Hasil ini memiliki implikasi untuk bagaimana penyimpangan dapat
ditangani dan dicegah. Karena penelitian menunjukkan hubungan positif yang kuat
antara penyimpangan dari individu dengan kelompok sebaya yang menyimpang, jelas
bahwa penting untuk memilih kelompok teman sebaya dengan bijak dan penting bagi
orangtua untuk menyadari pengaruh potensial pada anak-anak mereka. Proses-proses tersebut akan
mewarnai proses pembentukan tingkah laku yang khas pada remaja. Penelitian yang
dilakukan Willard Hartup (1996, 2000, 2001; Hartup & Abecassiss, 2002;
dalam Santrock, 2004 : 352) selama tiga dekade menunjukkan bahwa sahabat dapat
menjadi sumber-sumber kognitif dan emosi sejak masa kanak-kanak sampai dengan
masa tua. Sahabat dapat memperkuat harga diri dan perasaan bahagia. Sejalan
dengan hasil penelitian tersebut, Cowie and Wellace (2000 : 8) juga menemukan
bahwa dukungan teman sebaya banyak membantu atau memberikan keuntungan kepada
anak-anak yang memiliki problem sosial dan problem keluarga, dapat membantu
memperbaiki iklim sekolah, serta memberikan pelatihan keterampilan sosial.

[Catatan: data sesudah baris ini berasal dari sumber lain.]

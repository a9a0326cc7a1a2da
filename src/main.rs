//! storefront-perf
//!
//! Performance control plane server with tracing logging.
//! This is the main entry point that initializes the server and handles subcommands.

mod cli;
mod commands;
mod config;
mod handlers;
mod metrics;
mod state;

use axum::{middleware, routing::get, Router};
use clap::Parser;
use std::net::SocketAddr;
use std::sync::Arc;
use storefront_perf::system_clock;
use tokio::{net::TcpListener, signal};
use tracing::level_filters::LevelFilter;
use tracing::{debug, error, info, warn};

use cli::{Args, Commands, LogLevel};
use commands::{command_config, command_probe, command_report};
use config::{
    resolve_config, show_config, validate_effective_config, Config, DEFAULT_BIND_ADDR, DEFAULT_PORT,
};
use handlers::{
    admission, health_handler, metrics_handler, report_handler, root_handler, stats_handler,
};
use state::{AppState, SharedState};

/// Initializes tracing logging subsystem with the resolved log level.
fn setup_logging(level: LogLevel) {
    let log_level = match level {
        LogLevel::Off => LevelFilter::OFF,
        LogLevel::Error => LevelFilter::ERROR,
        LogLevel::Warn => LevelFilter::WARN,
        LogLevel::Info => LevelFilter::INFO,
        LogLevel::Debug => LevelFilter::DEBUG,
        LogLevel::Trace => LevelFilter::TRACE,
    };

    let subscriber = tracing_subscriber::fmt()
        .with_max_level(log_level)
        .with_target(true)
        .with_thread_ids(false)
        .with_file(true)
        .with_line_number(true)
        .finish();

    if let Err(e) = tracing::subscriber::set_global_default(subscriber) {
        eprintln!("Failed to set tracing subscriber: {}", e);
        return;
    }

    info!("Logging initialized with level: {}", level.as_str());
}

/// Helper function to load and validate configuration.
/// Exits the process with error code 1 if validation fails.
fn load_validated_config(args: &Args) -> Result<Config, Box<dyn std::error::Error>> {
    let config = resolve_config(args)?;
    if let Err(e) = validate_effective_config(&config) {
        eprintln!("❌ Configuration invalid: {}", e);
        std::process::exit(1);
    }
    Ok(config)
}

/// Resolves on SIGINT or SIGTERM.
async fn shutdown_signal() {
    let ctrl_c = async {
        if let Err(e) = signal::ctrl_c().await {
            error!("Failed to install Ctrl+C handler: {}", e);
            std::future::pending::<()>().await;
        }
    };

    #[cfg(unix)]
    let terminate = async {
        match signal::unix::signal(signal::unix::SignalKind::terminate()) {
            Ok(mut sigterm) => {
                sigterm.recv().await;
            }
            Err(e) => {
                error!("Failed to install SIGTERM handler: {}", e);
                std::future::pending::<()>().await;
            }
        }
    };

    #[cfg(not(unix))]
    let terminate = std::future::pending::<()>();

    tokio::select! {
        _ = ctrl_c => {
            info!("Received SIGINT (Ctrl+C), shutting down gracefully...");
        }
        _ = terminate => {
            info!("Received SIGTERM, shutting down gracefully...");
        }
    }
}

/// Builds the HTTP router. Every route runs behind the admission middleware.
fn build_router(state: SharedState) -> Router {
    Router::new()
        .route("/", get(root_handler))
        .route("/health", get(health_handler))
        .route("/report", get(report_handler))
        .route("/stats", get(stats_handler))
        .route("/metrics", get(metrics_handler))
        .route_layer(middleware::from_fn_with_state(state.clone(), admission))
        .with_state(state)
}

/// Runs the server until a shutdown signal arrives.
async fn serve(config: Config) -> Result<(), Box<dyn std::error::Error>> {
    let bind_ip_str = config
        .bind
        .clone()
        .unwrap_or_else(|| DEFAULT_BIND_ADDR.to_string());
    let port = config.port.unwrap_or(DEFAULT_PORT);
    let addr: SocketAddr = format!("{}:{}", bind_ip_str, port).parse()?;

    let state: SharedState = Arc::new(AppState::build(config, system_clock())?);

    if state.config.enable_monitor.unwrap_or(true) {
        let interval = state.monitor.config().interval;
        match state.monitor.start_monitoring(interval) {
            Ok(_) => info!("Health monitor started ({}s interval)", interval.as_secs()),
            Err(e) => error!("Failed to start health monitor: {}", e),
        }
    } else {
        debug!("Health monitor disabled in configuration");
    }

    if let Err(e) = state
        .housekeeper
        .start(state.config.housekeeping_interval())
    {
        warn!("Failed to start housekeeper: {}", e);
    }

    let app = build_router(state.clone());
    let listener = TcpListener::bind(addr).await?;
    info!(
        "storefront-perf listening on http://{}:{}",
        bind_ip_str, port
    );

    let result = axum::serve(
        listener,
        app.into_make_service_with_connect_info::<SocketAddr>(),
    )
    .with_graceful_shutdown(shutdown_signal())
    .await;

    // Worker threads are joined off the async runtime.
    let workers = state.clone();
    tokio::task::spawn_blocking(move || {
        workers.monitor.stop_monitoring();
        workers.housekeeper.stop();
    })
    .await?;

    if let Err(e) = result {
        error!("Server error: {}", e);
        return Err(e.into());
    }

    info!("storefront-perf stopped gracefully");
    Ok(())
}

/// Main application entry point.
#[tokio::main]
async fn main() -> Result<(), Box<dyn std::error::Error>> {
    let args = Args::parse();

    // Early config resolution for show/check modes
    if args.show_config || args.check_config {
        let config = resolve_config(&args)?;

        if args.check_config {
            if let Err(e) = validate_effective_config(&config) {
                eprintln!("❌ Configuration invalid: {}", e);
                std::process::exit(1);
            }
            println!("✅ Configuration is valid");
            return Ok(());
        }

        return show_config(&config, args.config_format.clone());
    }

    // Config generation needs no effective config
    if let Some(Commands::Config {
        output,
        format,
        commented,
    }) = &args.command
    {
        return command_config(output.clone(), format.clone(), *commented);
    }

    let config = load_validated_config(&args)?;
    setup_logging(config.log_level()?);

    match &args.command {
        Some(Commands::Report { samples, interval }) => {
            let report_config = config.clone();
            let (samples, interval) = (*samples, *interval);
            tokio::task::spawn_blocking(move || {
                command_report(samples, interval, &report_config).map_err(|e| e.to_string())
            })
            .await??;
            Ok(())
        }

        Some(Commands::Probe {
            client,
            operation,
            arguments,
            requests,
            cache_ttl,
        }) => command_probe(client, operation, arguments, *requests, *cache_ttl, &config),

        Some(Commands::Serve) | None => {
            info!("Starting storefront-perf");
            serve(config).await
        }

        Some(Commands::Config { .. }) => unreachable!("Config handled above"),
    }
}
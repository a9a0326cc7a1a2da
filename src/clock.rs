//! Time sources for the control plane.
//!
//! Every time-dependent component takes an `Arc<dyn Clock>` so that expiry and
//! window arithmetic can be driven deterministically in tests with
//! [`ManualClock`] instead of sleeping.

use std::sync::{Arc, Mutex};
use std::time::{Duration, Instant};

/// Monotonic time source.
pub trait Clock: Send + Sync {
    /// Returns the current instant.
    fn now(&self) -> Instant;
}

/// Clock backed by `Instant::now()`.
#[derive(Debug, Clone, Copy, Default)]
pub struct SystemClock;

impl Clock for SystemClock {
    fn now(&self) -> Instant {
        Instant::now()
    }
}

/// Convenience constructor for the shared system clock.
pub fn system_clock() -> Arc<dyn Clock> {
    Arc::new(SystemClock)
}

/// Clock that only moves when told to.
///
/// ```rust
/// use std::time::Duration;
/// use storefront_perf::clock::{Clock, ManualClock};
///
/// let clock = ManualClock::new();
/// let start = clock.now();
/// clock.advance(Duration::from_secs(5));
/// assert_eq!(clock.now() - start, Duration::from_secs(5));
/// ```
#[derive(Debug)]
pub struct ManualClock {
    origin: Instant,
    offset: Mutex<Duration>,
}

impl ManualClock {
    pub fn new() -> Self {
        Self {
            origin: Instant::now(),
            offset: Mutex::new(Duration::ZERO),
        }
    }

    /// Moves the clock forward by `by`.
    pub fn advance(&self, by: Duration) {
        let mut offset = self.offset.lock().unwrap_or_else(|e| e.into_inner());
        *offset += by;
    }

    /// Sets the clock to `origin + offset`. Moving backwards is ignored.
    pub fn set_offset(&self, offset: Duration) {
        let mut current = self.offset.lock().unwrap_or_else(|e| e.into_inner());
        if offset > *current {
            *current = offset;
        }
    }

    /// The instant this clock considers time zero.
    pub fn origin(&self) -> Instant {
        self.origin
    }

    /// Instant at `secs` seconds after the origin.
    pub fn at_secs(&self, secs: u64) -> Instant {
        self.origin + Duration::from_secs(secs)
    }
}

impl Default for ManualClock {
    fn default() -> Self {
        Self::new()
    }
}

impl Clock for ManualClock {
    fn now(&self) -> Instant {
        let offset = *self.offset.lock().unwrap_or_else(|e| e.into_inner());
        self.origin + offset
    }
}

#[cfg(test)]
mod tests {
    use super::*;

    #[test]
    fn test_manual_clock_advances() {
        let clock = ManualClock::new();
        let t0 = clock.now();
        clock.advance(Duration::from_millis(1500));
        assert_eq!(clock.now() - t0, Duration::from_millis(1500));
    }

    #[test]
    fn test_manual_clock_never_goes_backwards() {
        let clock = ManualClock::new();
        clock.set_offset(Duration::from_secs(10));
        clock.set_offset(Duration::from_secs(3));
        assert_eq!(clock.now(), clock.at_secs(10));
    }

    #[test]
    fn test_system_clock_is_monotonic() {
        let clock = SystemClock;
        let a = clock.now();
        let b = clock.now();
        assert!(b >= a);
    }
}
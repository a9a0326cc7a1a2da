//! Admission middleware applied to every route.
//!
//! The client is identified by its peer IP and the operation by the matched
//! route path. Denied requests are answered with `429 Too Many Requests`
//! before the handler runs; admitted requests are timed end to end with the
//! same limiter check and latency timer the library interceptor stages use.

use axum::{
    extract::{ConnectInfo, MatchedPath, Request, State},
    http::{header, StatusCode},
    middleware::Next,
    response::{IntoResponse, Response},
    Json,
};
use serde_json::json;
use std::net::SocketAddr;
use storefront_perf::RateLimitExceeded;
use tracing::debug;

use crate::state::SharedState;

/// Identity used when the peer address is not known.
pub const UNKNOWN_CLIENT: &str = "unknown";

/// Rate-limits, then times, the wrapped handler.
pub async fn admission(State(state): State<SharedState>, request: Request, next: Next) -> Response {
    let client = client_identity(&request);
    let operation = operation_name(&request);

    if let Some(limiter) = &state.limiter {
        if let Err(denied) = limiter.check(&client, &operation) {
            state
                .metrics
                .requests_rejected_total
                .with_label_values(&[operation.as_str()])
                .inc();
            return rejection_response(&denied);
        }
    }

    let timer = state.recorder.start_timer(&operation);
    let response = next.run(request).await;
    let elapsed = timer.finish();

    state
        .metrics
        .request_duration_seconds
        .with_label_values(&[operation.as_str()])
        .observe(elapsed.as_secs_f64());
    debug!(
        client = %client,
        operation = %operation,
        status = response.status().as_u16(),
        elapsed_ms = elapsed.as_secs_f64() * 1000.0,
        "Request completed"
    );

    response
}

/// Peer IP of the connection, or [`UNKNOWN_CLIENT`].
pub fn client_identity(request: &Request) -> String {
    request
        .extensions()
        .get::<ConnectInfo<SocketAddr>>()
        .map(|ConnectInfo(addr)| addr.ip().to_string())
        .unwrap_or_else(|| UNKNOWN_CLIENT.to_string())
}

/// Matched route template, falling back to the raw path.
pub fn operation_name(request: &Request) -> String {
    request
        .extensions()
        .get::<MatchedPath>()
        .map(|path| path.as_str().to_string())
        .unwrap_or_else(|| request.uri().path().to_string())
}

/// 429 response carrying `Retry-After` and a JSON body.
pub fn rejection_response(denied: &RateLimitExceeded) -> Response {
    let retry_after = denied.retry_after_secs();
    (
        StatusCode::TOO_MANY_REQUESTS,
        [(header::RETRY_AFTER, retry_after.to_string())],
        Json(json!({
            "error": "Rate limit exceeded",
            "operation": denied.operation,
            "retry_after": retry_after,
        })),
    )
        .into_response()
}
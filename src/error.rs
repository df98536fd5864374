//! Error taxonomy for offer negotiation
use crate::types::{NegotiationStatus, PartyRole};
use chrono::{DateTime, Utc};

/// Every domain rule violation the negotiation engine can refuse a request
/// with. All variants are detected before any state is written.
#[derive(thiserror::Error, Debug)]
pub enum NegotiationError {
    #[error("property {0} not found")]
    PropertyNotFound(String),

    #[error("negotiation {0} not found")]
    NegotiationNotFound(String),

    #[error("user {user_id} is neither the buyer nor the seller on this negotiation")]
    Unauthorized { user_id: String },

    #[error("cannot make an offer on your own property")]
    OwnProperty,

    #[error("an active negotiation for this buyer and property already exists")]
    ActiveNegotiationExists,

    #[error("cannot {action} your own offer, awaiting {waiting_on} response")]
    WrongTurn {
        action: &'static str,
        waiting_on: PartyRole,
    },

    #[error("only the author of the most recent offer may cancel it")]
    NotLastOfferer,

    #[error("cannot update: negotiation is already {status}")]
    AlreadyTerminal { status: NegotiationStatus },

    #[error("negotiation {negotiation_id} does not belong to property {property_id}")]
    PropertyMismatch {
        negotiation_id: String,
        property_id: String,
    },

    #[error("cooling-off window elapsed: accepted at {accepted_at}, expired at {expires_at}")]
    CoolingOffExpired {
        accepted_at: DateTime<Utc>,
        expires_at: DateTime<Utc>,
    },

    #[error("accepted negotiation is missing its acceptance timestamp")]
    CorruptAcceptance,

    #[error("negotiation has no offer transactions")]
    EmptyLog,

    #[error("action must be 'accept', 'reject', or 'cancel', got '{0}'")]
    InvalidAction(String),
}
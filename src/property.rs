//! Property records and the sale-status gate
//!
//! The property's sale status is not an independent state machine: it is
//! mutated only as a side effect of negotiation transitions (acceptance,
//! cancellation, cooling-off reversal). Listing CRUD beyond the minimal
//! record the negotiation core needs lives outside this crate.
use crate::types::{PropertyStatus, TimeStamp};
use chrono::Utc;

#[derive(minicbor::Encode, minicbor::Decode, Debug, Clone, PartialEq, Eq)]
pub struct PropertyRecord {
    #[n(0)]
    pub property_id: String,
    #[n(1)]
    pub seller_id: String,
    #[n(2)]
    pub price: u64,
    #[n(3)]
    pub status: PropertyStatus,
    #[n(4)]
    pub created_at: TimeStamp<Utc>,
}

impl PropertyRecord {
    pub fn new(property_id: String, seller_id: String, price: u64) -> Self {
        Self {
            property_id,
            seller_id,
            price,
            status: PropertyStatus::ForSale,
            created_at: TimeStamp::new(),
        }
    }
}
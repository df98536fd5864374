//! Append-only offer transaction log entries
use crate::types::TimeStamp;
use chrono::Utc;

/// A single offer event in a negotiation. Immutable once appended; the log
/// is ordered by `created_at` with insertion order as the tiebreak, so
/// entries are only ever created sequentially under the property lock.
#[derive(minicbor::Encode, minicbor::Decode, Debug, Clone, PartialEq, Eq)]
pub struct OfferTransaction {
    #[n(0)]
    pub negotiation_id: String,
    #[n(1)]
    pub offer_amount: u64,
    #[n(2)]
    pub made_by: String,
    #[n(3)]
    pub created_at: TimeStamp<Utc>,
}

impl OfferTransaction {
    pub fn new(negotiation_id: String, offer_amount: u64, made_by: String) -> Self {
        Self::new_at(negotiation_id, offer_amount, made_by, TimeStamp::new())
    }

    pub fn new_at(
        negotiation_id: String,
        offer_amount: u64,
        made_by: String,
        created_at: TimeStamp<Utc>,
    ) -> Self {
        Self {
            negotiation_id,
            offer_amount,
            made_by,
            created_at,
        }
    }
}
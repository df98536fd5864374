//! End-to-end negotiation scenarios against a real sled database.

use anyhow::Context;
use property_negotiation::{
    error::NegotiationError,
    service::{NegotiationPolicy, NegotiationService},
    types::{NegotiationStatus, OfferAction, PartyRole, PropertyStatus},
    utils,
};
use sled::open;
use std::sync::Arc;

use tempfile::tempdir; // Use for test db cleanup.

/// Sled uses file-based locking to prevent concurrent access, so as is good
/// practice in testing each test gets its own database on temp storage for
/// simplified cleanup.
fn test_service(name: &str) -> anyhow::Result<(NegotiationService, tempfile::TempDir)> {
    let temp_dir = tempdir()?;
    let db_path = temp_dir.path().join(name);
    let db = Arc::new(open(db_path)?);
    db.clear()?;

    Ok((NegotiationService::new(db), temp_dir))
}

#[test]
fn buyer_opens_negotiation_on_listed_property() -> anyhow::Result<()> {
    let (service, _tmp) = test_service("test_open_negotiation.db")?;

    let seller_id = utils::new_uuid_to_bech32("user_")?;
    let buyer_id = utils::new_uuid_to_bech32("user_")?;
    let property = service.list_property(&seller_id, 350_000)?;
    assert_eq!(property.status, PropertyStatus::ForSale);

    let outcome = service
        .submit_offer(&buyer_id, &property.property_id, 300_000, None, None)
        .context("Offer failed on submit: ")?;

    assert_eq!(outcome.status, NegotiationStatus::Active);
    assert_eq!(outcome.current_offer, 300_000);
    assert_eq!(outcome.buyer_id, buyer_id);
    assert_eq!(outcome.seller_id, seller_id);
    assert_eq!(outcome.last_offer_by, buyer_id);
    assert_eq!(outcome.awaiting_response_from, Some(PartyRole::Seller));

    Ok(())
}

#[test]
fn seller_counters_buyer_offer() -> anyhow::Result<()> {
    let (service, _tmp) = test_service("test_counter_offer.db")?;

    let seller_id = utils::new_uuid_to_bech32("user_")?;
    let buyer_id = utils::new_uuid_to_bech32("user_")?;
    let property = service.list_property(&seller_id, 350_000)?;

    let opened = service.submit_offer(&buyer_id, &property.property_id, 300_000, None, None)?;

    let countered = service
        .submit_offer(
            &seller_id,
            &property.property_id,
            310_000,
            Some(&opened.negotiation_id),
            None,
        )
        .context("Offer failed on counter: ")?;

    assert_eq!(countered.negotiation_id, opened.negotiation_id);
    assert_eq!(countered.current_offer, 310_000);
    assert_eq!(countered.last_offer_by, seller_id);
    assert_eq!(countered.awaiting_response_from, Some(PartyRole::Buyer));

    let record = service.get_negotiation(&opened.negotiation_id)?;
    assert_eq!(record.transactions.len(), 2);

    Ok(())
}

#[test]
fn buyer_accepts_counter_and_competing_negotiations_are_rejected() -> anyhow::Result<()> {
    let (service, _tmp) = test_service("test_accept.db")?;

    let seller_id = utils::new_uuid_to_bech32("user_")?;
    let buyer_id = utils::new_uuid_to_bech32("user_")?;
    let rival_id = utils::new_uuid_to_bech32("user_")?;
    let property = service.list_property(&seller_id, 350_000)?;

    let rival = service.submit_offer(&rival_id, &property.property_id, 280_000, None, None)?;

    let opened = service.submit_offer(&buyer_id, &property.property_id, 300_000, None, None)?;
    service.submit_offer(
        &seller_id,
        &property.property_id,
        310_000,
        Some(&opened.negotiation_id),
        None,
    )?;

    let outcome = service
        .update_offer_status(&buyer_id, &opened.negotiation_id, OfferAction::Accept)
        .context("Offer failed on accept: ")?;

    assert_eq!(outcome.status, NegotiationStatus::Accepted);
    assert_eq!(outcome.property_status, PropertyStatus::UnderOffer);
    assert_eq!(outcome.current_offer, 310_000);
    assert_eq!(outcome.action_by, buyer_id);

    // the rival's active negotiation was force-rejected by the seller
    let rival_record = service.get_negotiation(&rival.negotiation_id)?;
    assert_eq!(rival_record.status, NegotiationStatus::Rejected);
    assert_eq!(rival_record.rejected_by.as_deref(), Some(seller_id.as_str()));

    let accepted = service.get_negotiation(&opened.negotiation_id)?;
    assert_eq!(accepted.accepted_by.as_deref(), Some(buyer_id.as_str()));
    assert!(accepted.accepted_at.is_some());

    Ok(())
}

#[test]
fn seller_cannot_reject_own_counter_offer() -> anyhow::Result<()> {
    let (service, _tmp) = test_service("test_wrong_turn.db")?;

    let seller_id = utils::new_uuid_to_bech32("user_")?;
    let buyer_id = utils::new_uuid_to_bech32("user_")?;
    let property = service.list_property(&seller_id, 350_000)?;

    let opened = service.submit_offer(&buyer_id, &property.property_id, 300_000, None, None)?;
    service.submit_offer(
        &seller_id,
        &property.property_id,
        310_000,
        Some(&opened.negotiation_id),
        None,
    )?;

    let err = service
        .update_offer_status(&seller_id, &opened.negotiation_id, OfferAction::Reject)
        .unwrap_err();

    assert!(matches!(
        err.downcast_ref::<NegotiationError>(),
        Some(NegotiationError::WrongTurn {
            waiting_on: PartyRole::Buyer,
            ..
        })
    ));

    Ok(())
}

#[test]
fn seller_reverses_acceptance_within_cooling_off_window() -> anyhow::Result<()> {
    let (service, _tmp) = test_service("test_cooling_off.db")?;

    let seller_id = utils::new_uuid_to_bech32("user_")?;
    let buyer_id = utils::new_uuid_to_bech32("user_")?;
    let property = service.list_property(&seller_id, 350_000)?;

    let opened = service.submit_offer(&buyer_id, &property.property_id, 300_000, None, None)?;
    service.update_offer_status(&seller_id, &opened.negotiation_id, OfferAction::Accept)?;

    assert_eq!(
        service.get_property(&property.property_id)?.status,
        PropertyStatus::UnderOffer
    );

    // inside the 24h window either party may back out, turn rules waived
    let outcome = service
        .update_offer_status(&seller_id, &opened.negotiation_id, OfferAction::Reject)
        .context("Cooling-off reject failed: ")?;

    assert_eq!(outcome.status, NegotiationStatus::Rejected);
    assert_eq!(outcome.property_status, PropertyStatus::ForSale);

    Ok(())
}

#[test]
fn cooling_off_reject_fails_once_window_elapsed() -> anyhow::Result<()> {
    let temp_dir = tempdir()?;
    let db = Arc::new(open(temp_dir.path().join("test_cooling_off_expired.db"))?);
    db.clear()?;

    // a zero-length window makes any reject-after-accept arrive too late
    let service = NegotiationService::with_policy(
        db,
        NegotiationPolicy {
            cooling_off: chrono::Duration::zero(),
        },
    );

    let seller_id = utils::new_uuid_to_bech32("user_")?;
    let buyer_id = utils::new_uuid_to_bech32("user_")?;
    let property = service.list_property(&seller_id, 350_000)?;

    let opened = service.submit_offer(&buyer_id, &property.property_id, 300_000, None, None)?;
    service.update_offer_status(&seller_id, &opened.negotiation_id, OfferAction::Accept)?;

    let err = service
        .update_offer_status(&seller_id, &opened.negotiation_id, OfferAction::Reject)
        .unwrap_err();

    match err.downcast_ref::<NegotiationError>() {
        Some(NegotiationError::CoolingOffExpired {
            accepted_at,
            expires_at,
        }) => assert_eq!(accepted_at, expires_at),
        other => panic!("expected CoolingOffExpired, got {other:?}"),
    }

    // the failed reject must not have touched any state
    assert_eq!(
        service.get_negotiation(&opened.negotiation_id)?.status,
        NegotiationStatus::Accepted
    );
    assert_eq!(
        service.get_property(&property.property_id)?.status,
        PropertyStatus::UnderOffer
    );

    Ok(())
}

#[test]
fn buyer_cancels_first_offer_and_property_reverts() -> anyhow::Result<()> {
    let (service, _tmp) = test_service("test_cancel_first.db")?;

    let seller_id = utils::new_uuid_to_bech32("user_")?;
    let buyer_id = utils::new_uuid_to_bech32("user_")?;
    let property = service.list_property(&seller_id, 350_000)?;

    let opened = service.submit_offer(&buyer_id, &property.property_id, 300_000, None, None)?;

    let outcome = service
        .update_offer_status(&buyer_id, &opened.negotiation_id, OfferAction::Cancel)
        .context("Offer failed on cancel: ")?;

    assert_eq!(outcome.status, NegotiationStatus::Cancelled);
    assert_eq!(outcome.property_status, PropertyStatus::ForSale);

    Ok(())
}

Berndt (1999) mengakui bahwa tidak semua teman dapat memberikan keuntungan bagi
perkembangan. Perkembangan individu akan terbantu apabila anak memiliki teman
yang secara sosial terampil dan bersifat suportif. Sedangkan teman-teman yang
suka memaksakan kehendak dan banyak menimbulkan konflik akan menghambat
perkembangan (Santrock, 2004 : 352).
Konformitas terhadap pengaruh
teman sebaya dapat berdampak positif dan negatif. Beberapa tingkah laku konformitas
negatif antara lain menggunakan kata-kata jorok, mencuri, tindakan perusakan
(vandalize), serta mempermainkan orang tua dan guru. Namun demikian, tidak
semua konformitas terhadap kelompok sebaya berisi tingkah laku negatif.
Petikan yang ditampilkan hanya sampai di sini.